Article 12 of the mentioned organic law requires local entities, including the island councils, that the variation of the computable expenditure does not exceed the medium-term GDP growth reference rate of the Spanish economy. This rate stands at 2.6% for 2024, which applies to the computable expenditure from the 2023 budget settlement (previous year), and will be 2.7% for 2025 and 2.8% for 2026.

That financial discrepancy in the Tenerife Cabildo mandates the presentation and approval by the Cabildo of an Economic and Financial Plan (PEF), commonly known as an adjustment plan, which is expected to be achieved in the session this Wednesday. The PEF is devised to rebalance accounts during this year, 2025, and the next, 2026, with an aim to adhere again to the spending rule.

Regarding this adjustment plan, the Island Directorate of Finance has submitted its PEF 2025-26 proposal, which will be debated in the aforementioned session. The report states that “no extraordinary measures need to be adopted for compliance with the spending rule as its compliance is anticipated with the normal execution of the approved budgets” henceforth, with implementations arising from the 2025 and 2026 exercises.

As stated in the PEF draft, “to advance towards greater efficiency in economic-budgetary management”, the proposal “envisages adopting two actions: a) as a measure without economic quantification, (…) the commitment to using new or greater revenues (not arising from other public administrations) and the cash surplus for general expenses exclusively within the margin that ensures compliance with the spending rule”, precisely what was not applied in 2024, and b) “as a measure with economic quantification, (…) the early repayment of the debt derived from the agreement between the Tenerife Island Council and the State-owned Commercial Company Aguas de las Cuencas España, SA (Acuaes) for implementing and operating sanitation and purification actions in Tenerife.

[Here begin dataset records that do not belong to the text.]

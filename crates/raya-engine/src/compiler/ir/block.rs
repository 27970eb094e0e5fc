//! Basic Blocks and Control Flow
//!
//! Basic blocks are sequences of instructions with a single entry point
//! and a single exit point (the terminator).

use super::instr::IrInstr;
use super::value::Register;

/// Basic block identifier
#[derive(Debug, Clone, Copy, PartialEq, Eq, Hash)]
pub struct BasicBlockId(pub u32);

impl BasicBlockId {
    pub fn new(id: u32) -> Self {
        Self(id)
    }

    pub fn as_u32(&self) -> u32 {
        self.0
    }
}

impl std::fmt::Display for BasicBlockId {
    fn fmt(&self, f: &mut std::fmt::Formatter<'_>) -> std::fmt::Result {
        write!(f, "bb{}", self.0)
    }
}

/// A basic block: sequence of instructions with single entry and exit
#[derive(Debug, Clone)]
pub struct BasicBlock {
    /// Unique identifier for this block
    pub id: BasicBlockId,
    /// Optional label for debugging
    pub label: Option<String>,
    /// Instructions in this block (excluding terminator)
    pub instructions: Vec<IrInstr>,
    /// How this block exits (must be set before code generation)
    pub terminator: Terminator,
}

impl BasicBlock {
    /// Create a new empty basic block
    pub fn new(id: BasicBlockId) -> Self {
        Self {
            id,
            label: None,
            instructions: Vec::new(),
            terminator: Terminator::Unreachable,
        }
    }

    /// Create a new basic block with a label
    pub fn with_label(id: BasicBlockId, label: impl Into<String>) -> Self {
        Self {
            id,
            label: Some(label.into()),
            instructions: Vec::new(),
            terminator: Terminator::Unreachable,
        }
    }

    /// Add an instruction to this block
    pub fn add_instr(&mut self, instr: IrInstr) {
        self.instructions.push(instr);
    }

    /// Set the terminator for this block
    pub fn set_terminator(&mut self, term: Terminator) {
        self.terminator = term;
    }

    /// Get the successor blocks
    pub fn successors(&self) -> Vec<BasicBlockId> {
        self.terminator.successors()
    }

    /// Check if this block is terminated (not unreachable)
    pub fn is_terminated(&self) -> bool {
        !matches!(self.terminator, Terminator::Unreachable)
    }

    /// Get the number of instructions (excluding terminator)
    pub fn len(&self) -> usize {
        self.instructions.len()
    }

    /// Check if this block has no instructions
    pub fn is_empty(&self) -> bool {
        self.instructions.is_empty()
    }
}

/// Control flow terminator (ends a basic block)
#[derive(Debug, Clone)]
pub enum Terminator {
    /// Unconditional jump to target block
    Jump(BasicBlockId),

    /// Conditional branch based on condition register (truthy/falsy)
    Branch {
        cond: Register,
        then_block: BasicBlockId,
        else_block: BasicBlockId,
    },

    /// Conditional branch based on null check
    BranchIfNull {
        value: Register,
        null_block: BasicBlockId,
        not_null_block: BasicBlockId,
    },

    /// Return from function with optional value
    Return(Option<Register>),

    /// Switch/match on a value
    Switch {
        value: Register,
        cases: Vec<(i32, BasicBlockId)>,
        default: BasicBlockId,
    },

    /// Unreachable (placeholder before terminator is set)
    Unreachable,

    /// Throw an exception
    Throw(Register),
}

impl Terminator {
    /// Get all successor blocks
    pub fn successors(&self) -> Vec<BasicBlockId> {
        match self {
            Terminator::Jump(target) => vec![*target],
            Terminator::Branch {
                then_block,
                else_block,
                ..
            } => vec![*then_block, *else_block],
            Terminator::BranchIfNull {
                null_block,
                not_null_block,
                ..
            } => vec![*null_block, *not_null_block],
            Terminator::Return(_) => vec![],
            Terminator::Switch { cases, default, .. } => {
                let mut succs: Vec<_> = cases.iter().map(|(_, block)| *block).collect();
                succs.push(*default);
                succs
            }
            Terminator::Unreachable => vec![],
            Terminator::Throw(_) => vec![],
        }
    }

    /// Check if this terminator can fall through to subsequent code
    pub fn can_fall_through(&self) -> bool {
        matches!(self, Terminator::Unreachable)
    }
}

impl std::fmt::Display for Terminator {
    fn fmt(&self, f: &mut std::fmt::Formatter<'_>) -> std::fmt::Result {
        match self {
            Terminator::Jump(target) => write!(f, "jump {}", target),
            Terminator::Branch {
                cond,
                then_block,
                else_block,
            } => write!(f, "branch {} ? {} : {}", cond, then_block, else_block),
            Terminator::BranchIfNull {
                value,
                null_block,
                not_null_block,
            } => write!(
                f,
                "branch_if_null {} ? {} : {}",
                value, null_block, not_null_block
            ),
            Terminator::Return(None) => write!(f, "return"),
            Terminator::Return(Some(reg)) => write!(f, "return {}", reg),
            Terminator::Switch {
                value,
                cases,
                default,
            } => {
                write!(f, "switch {} [", value)?;
                for (i, (val, block)) in cases.iter().enumerate() {
                    if i > 0 {
                        write!(f, ", ")?;
                    }
                    write!(f, "{} => {}", val, block)?;
                }
                write!(f, ", _ => {}]", default)
            }
            Terminator::Unreachable => write!(f, "unreachable"),
            Terminator::Throw(reg) => write!(f, "throw {}", reg),
        }
    }
}
//! Snapshot writer - captures full VM state

use crate::snapshot::format::{
    SegmentHeader, SegmentType, SnapshotChecksum, SnapshotError, SnapshotHeader,
};
use crate::snapshot::heap::HeapSnapshot;
use crate::snapshot::task::SerializedTask;
use std::fs::File;
use std::io::{BufWriter, Write};
use std::path::Path;

/// Snapshot writer - captures full VM state
///
/// Note: This is a simplified implementation for Milestone 1.11.
/// Full VM integration will be added when the VM is complete.
pub struct SnapshotWriter {
    /// Tasks to snapshot
    tasks: Vec<SerializedTask>,

    /// Heap snapshot
    heap: HeapSnapshot,
}

impl SnapshotWriter {
    /// Create a new snapshot writer
    pub fn new() -> Self {
        Self {
            tasks: Vec::new(),
            heap: HeapSnapshot::empty(),
        }
    }

    /// Add a task to the snapshot
    pub fn add_task(&mut self, task: SerializedTask) {
        self.tasks.push(task);
    }

    /// Set the heap snapshot
    pub fn set_heap(&mut self, heap: HeapSnapshot) {
        self.heap = heap;
    }

    /// Write snapshot to file
    pub fn write_to_file(&self, path: impl AsRef<Path>) -> Result<(), SnapshotError> {
        let file = File::create(path)?;
        let mut writer = BufWriter::new(file);
        self.write_snapshot(&mut writer)?;
        Ok(())
    }

    /// Write snapshot to writer
    pub fn write_snapshot(&self, writer: &mut impl Write) -> Result<(), SnapshotError> {
        // Write header
        let header = SnapshotHeader::new();
        header.encode(writer)?;

        // Write segment count (always 5 segments for now)
        writer.write_all(&5u32.to_le_bytes())?;

        // Collect all segment data
        let mut segment_data = Vec::new();

        // 1. Metadata segment (empty for now)
        self.write_metadata_segment(&mut segment_data)?;

        // 2. Heap segment
        self.write_heap_segment(&mut segment_data)?;

        // 3. Task segment
        self.write_task_segment(&mut segment_data)?;

        // 4. Scheduler segment (empty for now)
        self.write_scheduler_segment(&mut segment_data)?;

        // 5. Sync segment (empty for now)
        self.write_sync_segment(&mut segment_data)?;

        // Write segment data
        writer.write_all(&segment_data)?;

        // Calculate and write checksum
        let checksum = SnapshotChecksum::compute(&segment_data);
        checksum.encode(writer)?;

        Ok(())
    }

    fn write_metadata_segment(&self, writer: &mut Vec<u8>) -> Result<(), SnapshotError> {
        let mut segment_data = Vec::new();

        // Empty metadata for now
        segment_data.write_all(&0u64.to_le_bytes())?; // Module count
        segment_data.write_all(&0u64.to_le_bytes())?; // Function count

        // Write segment header
        let header = SegmentHeader::new(SegmentType::Metadata, segment_data.len() as u64);
        header.encode(writer)?;
        writer.write_all(&segment_data)?;

        Ok(())
    }

    fn write_heap_segment(&self, writer: &mut Vec<u8>) -> Result<(), SnapshotError> {
        let mut segment_data = Vec::new();
        self.heap.encode(&mut segment_data)?;

        let header = SegmentHeader::new(SegmentType::Heap, segment_data.len() as u64);
        header.encode(writer)?;
        writer.write_all(&segment_data)?;

        Ok(())
    }

    fn write_task_segment(&self, writer: &mut Vec<u8>) -> Result<(), SnapshotError> {
        let mut segment_data = Vec::new();

        // Write task count
        segment_data.write_all(&(self.tasks.len() as u64).to_le_bytes())?;

        // Write tasks
        for task in &self.tasks {
            task.encode(&mut segment_data)?;
        }

        let header = SegmentHeader::new(SegmentType::Task, segment_data.len() as u64);
        header.encode(writer)?;
        writer.write_all(&segment_data)?;

        Ok(())
    }

    fn write_scheduler_segment(&self, writer: &mut Vec<u8>) -> Result<(), SnapshotError> {
        let mut segment_data = Vec::new();

        // Empty scheduler state for now
        segment_data.write_all(&0u64.to_le_bytes())?; // Ready queue count

        let header = SegmentHeader::new(SegmentType::Scheduler, segment_data.len() as u64);
        header.encode(writer)?;
        writer.write_all(&segment_data)?;

        Ok(())
    }

    fn write_sync_segment(&self, writer: &mut Vec<u8>) -> Result<(), SnapshotError> {
        let mut segment_data = Vec::new();

        // Empty sync state for now
        segment_data.write_all(&0u64.to_le_bytes())?; // Mutex count

        let header = SegmentHeader::new(SegmentType::Sync, segment_data.len() as u64);
        header.encode(writer)?;
        writer.write_all(&segment_data)?;

        Ok(())
    }
}

impl Default for SnapshotWriter {
    fn default() -> Self {
        Self::new()
    }
}
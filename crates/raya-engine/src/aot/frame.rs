//! AOT frame and context types
//!
//! Defines the C-ABI compatible structures used by AOT-compiled code:
//! - `AotFrame`: heap-allocated per-function state for suspend/resume
//! - `AotTaskContext`: shared context between the scheduler and AOT code
//! - `AotHelperTable`: function pointer table for runtime services
//! - `AotEntryFn`: the standard function signature for all AOT functions

use std::sync::atomic::AtomicBool;

/// Sentinel value returned by AOT functions when they suspend.
/// This is an invalid NaN-box value (not a valid float, i32, bool, null, or ptr).
pub const AOT_SUSPEND: u64 = 0xFFFF_DEAD_0000_0000;

/// AOT function entry point signature.
///
/// Every AOT-compiled function has this exact C-ABI signature:
/// - `frame`: heap-allocated, persists across suspends. Contains locals and resume state.
/// - `ctx`: points into Task and SharedVmState. Contains helpers and preemption flag.
///
/// Returns:
/// - A NaN-boxed u64 value on completion
/// - `AOT_SUSPEND` sentinel when the function suspends
///
/// On suspend, the reason is written to `ctx.suspend_reason`.
pub type AotEntryFn = unsafe extern "C" fn(
    frame: *mut AotFrame,
    ctx: *mut AotTaskContext,
) -> u64;

/// Reason why an AOT function suspended execution.
#[repr(C)]
#[derive(Debug, Clone, Copy, PartialEq, Eq)]
pub enum SuspendReason {
    /// Not suspended (initial state)
    None = 0,
    /// Awaiting a spawned task to complete. Payload: task handle (NaN-boxed).
    AwaitTask = 1,
    /// Waiting for I/O completion. Payload: IO request handle.
    IoWait = 2,
    /// Preempted by the scheduler (time slice expired).
    Preempted = 3,
    /// Yielded voluntarily.
    Yielded = 4,
    /// Sleeping for a duration. Payload: duration in milliseconds.
    Sleep = 5,
    /// Waiting on a channel receive.
    ChannelRecv = 6,
    /// Waiting on a channel send (backpressure).
    ChannelSend = 7,
    /// Waiting on a mutex lock.
    MutexLock = 8,
}

/// Heap-allocated frame for each active function call.
///
/// Lives in the task's virtual call stack. When a function suspends,
/// its locals and resume point are preserved here. On resume, the
/// function reloads from this frame and jumps to the saved resume point.
#[repr(C)]
pub struct AotFrame {
    /// Which function this frame belongs to (global function ID).
    pub function_id: u32,

    /// Resume point: 0 = entry, 1+ = continuation after a suspension point.
    pub resume_point: u32,

    /// Pointer to NaN-boxed local variable storage.
    /// Allocated inline after the AotFrame struct for cache locality.
    pub locals: *mut u64,

    /// Number of locals in this frame.
    pub local_count: u32,

    /// Number of parameters (subset of locals).
    pub param_count: u32,

    /// Pointer to the callee frame that suspended (null if no active callee).
    /// When this frame resumes, it first re-enters the child if present.
    pub child_frame: *mut AotFrame,

    /// Pointer to this frame's compiled function for re-entry.
    pub function_ptr: AotEntryFn,

    /// Payload value associated with the suspend reason (e.g., task handle, IO handle).
    pub suspend_payload: u64,
}

/// Task-level context passed to every AOT function.
///
/// Points into the Task struct and SharedVmState. Populated by the
/// scheduler before each call into AOT code.
#[repr(C)]
pub struct AotTaskContext {
    /// Atomic flag: set by reactor when this task should yield.
    pub preempt_requested: *const AtomicBool,

    /// Value provided when resuming from await/IO/channel.
    /// Read by AOT code after re-entry at a suspension point.
    pub resume_value: u64,

    /// Reason this function suspended. Written by AOT code before returning AOT_SUSPEND.
    pub suspend_reason: SuspendReason,

    /// Payload value associated with the suspend reason.
    pub suspend_payload: u64,

    /// Function pointer table for runtime services.
    /// AOT code calls these indirectly — no relocations needed in machine code.
    pub helpers: AotHelperTable,

    /// Opaque pointer to SharedVmState.
    pub shared_state: *mut (),

    /// Opaque pointer to current Task.
    pub current_task: *mut (),

    /// Opaque pointer to the module (for constant pool access, etc.).
    pub module: *const (),
}

/// Function pointer table for all runtime services callable from AOT code.
///
/// AOT code calls through this table (indirect calls) instead of referencing
/// runtime symbols directly. This means the compiled machine code has zero
/// relocations — it works at any load address.
///
/// Same design pattern as the JIT's `RuntimeHelperTable`.
#[repr(C)]
#[derive(Clone, Copy)]
pub struct AotHelperTable {
    // ---- Frame management ----

    /// Allocate a new AotFrame: (func_id, local_count, func_ptr) -> frame_ptr
    pub alloc_frame: unsafe extern "C" fn(u32, u32, AotEntryFn) -> *mut AotFrame,

    /// Free an AotFrame: (frame_ptr)
    pub free_frame: unsafe extern "C" fn(*mut AotFrame),

    // ---- GC / Heap ----

    /// GC safepoint poll: (ctx)
    pub safepoint_poll: unsafe extern "C" fn(*mut AotTaskContext),

    /// Allocate a new object: (ctx, class_id) -> NaN-boxed ptr
    pub alloc_object: unsafe extern "C" fn(*mut AotTaskContext, u32) -> u64,

    /// Allocate a new array: (ctx, type_id, capacity) -> NaN-boxed ptr
    pub alloc_array: unsafe extern "C" fn(*mut AotTaskContext, u32, u32) -> u64,

    /// Allocate a new string from UTF-8 bytes: (ctx, data_ptr, len) -> NaN-boxed ptr
    pub alloc_string: unsafe extern "C" fn(*mut AotTaskContext, *const u8, u32) -> u64,

    // ---- Value operations ----

    /// String concatenation: (ctx, a, b) -> NaN-boxed string ptr
    pub string_concat: unsafe extern "C" fn(*mut AotTaskContext, u64, u64) -> u64,

    /// String length: (string_val) -> NaN-boxed i32
    pub string_len: unsafe extern "C" fn(u64) -> u64,

    /// Array length: (array_val) -> NaN-boxed i32
    pub array_len: unsafe extern "C" fn(u64) -> u64,

    /// Array get element: (array_val, index_val) -> NaN-boxed element
    pub array_get: unsafe extern "C" fn(u64, u64) -> u64,

    /// Array set element: (array_val, index_val, value)
    pub array_set: unsafe extern "C" fn(u64, u64, u64),

    /// Array push element: (ctx, array_val, value)
    pub array_push: unsafe extern "C" fn(*mut AotTaskContext, u64, u64),

    /// Generic equality comparison: (a, b) -> bool (as i8)
    pub generic_equals: unsafe extern "C" fn(u64, u64) -> u8,

    /// Generic less-than comparison: (a, b) -> bool (as i8)
    pub generic_less_than: unsafe extern "C" fn(u64, u64) -> u8,

    // ---- Object field access ----

    /// Get object field by index: (obj_val, field_index) -> NaN-boxed value
    pub object_get_field: unsafe extern "C" fn(u64, u32) -> u64,

    /// Set object field by index: (obj_val, field_index, value)
    pub object_set_field: unsafe extern "C" fn(u64, u32, u64),

    // ---- Native call dispatch ----

    /// Dispatch a native function call: (ctx, native_id, args_ptr, argc) -> result
    ///
    /// Returns a NaN-boxed value on immediate completion, or a special
    /// suspend token if the native needs I/O.
    pub native_call: unsafe extern "C" fn(*mut AotTaskContext, u16, *const u64, u8) -> u64,

    /// Check if a native call result is a suspend token: (result) -> bool
    pub is_native_suspend: unsafe extern "C" fn(u64) -> u8,

    // ---- Concurrency ----

    /// Spawn a new task: (ctx, func_id, args_ptr, argc) -> NaN-boxed task handle
    pub spawn: unsafe extern "C" fn(*mut AotTaskContext, u32, *const u64, u32) -> u64,

    /// Check if preemption is requested: (ctx) -> should_yield (bool as u8)
    pub check_preemption: unsafe extern "C" fn(*mut AotTaskContext) -> u8,

    // ---- Exceptions ----

    /// Throw an exception: (ctx, exception_value)
    pub throw_exception: unsafe extern "C" fn(*mut AotTaskContext, u64),

    // ---- AOT function dispatch ----

    /// Look up an AOT function pointer by global ID: (func_id) -> AotEntryFn
    ///
    /// Used for indirect calls (closures, virtual dispatch, cross-module calls).
    pub get_aot_func_ptr: unsafe extern "C" fn(u32) -> AotEntryFn,

    // ---- Constant pool access ----

    /// Load a string constant from the module's constant pool: (ctx, const_index) -> NaN-boxed string
    pub load_string_constant: unsafe extern "C" fn(*mut AotTaskContext, u32) -> u64,

    /// Load an i32 constant: (value) -> NaN-boxed i32
    pub load_i32_constant: unsafe extern "C" fn(i32) -> u64,

    /// Load an f64 constant: (value) -> NaN-boxed f64
    pub load_f64_constant: unsafe extern "C" fn(f64) -> u64,
}

// Safety: AotFrame is allocated per-task and only accessed from a single worker thread at a time.
unsafe impl Send for AotFrame {}
// AotFrame is not Sync — it's mutably accessed by AOT code.

// Safety: AotTaskContext is populated from Task+SharedVmState which are Send.
unsafe impl Send for AotTaskContext {}

impl AotFrame {
    /// Check if this frame has an active child (callee that suspended).
    #[inline]
    pub fn has_child(&self) -> bool {
        !self.child_frame.is_null()
    }
}

impl Default for SuspendReason {
    fn default() -> Self {
        SuspendReason::None
    }
}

The early repayment would occur in the two annual exercises of the PEF application as follows: in 2025, 33.6 million euros, and in 2026, 24 million, both amounts in round figures.

The PSOE raises the alarm

The main opposition party in the Tenerife Cabildo, the PSOE, identifies “excessive use of the cash surplus in general expenses” as the main cause for breaching the spending rule, which was “intensive” and “is considered imprudent as it was an extraordinary and non-structural resource, and the additional limits to contain its negative impact were not applied”.

Furthermore, the same political formation asserts, through its spokesperson in the Cabildo, Aarón Afonso, that “it is particularly serious that during the 2024 budget execution, the Authorise platform of the Ministry of Finance was warning in its quarterly execution balances of the risk of a spending rule breach in this Corporation and, despite those alerts, the Tenerife Island Council continued to authorise and execute spending funded with the cash surplus without then adopting sufficient corrective measures”.

“It is evident – concludes Afonso – that this action calls into question the prudence and fiscal responsibility in the budgetary decisions of the current political leaders of the Tenerife Island Council”, the Government formed by CC and PP.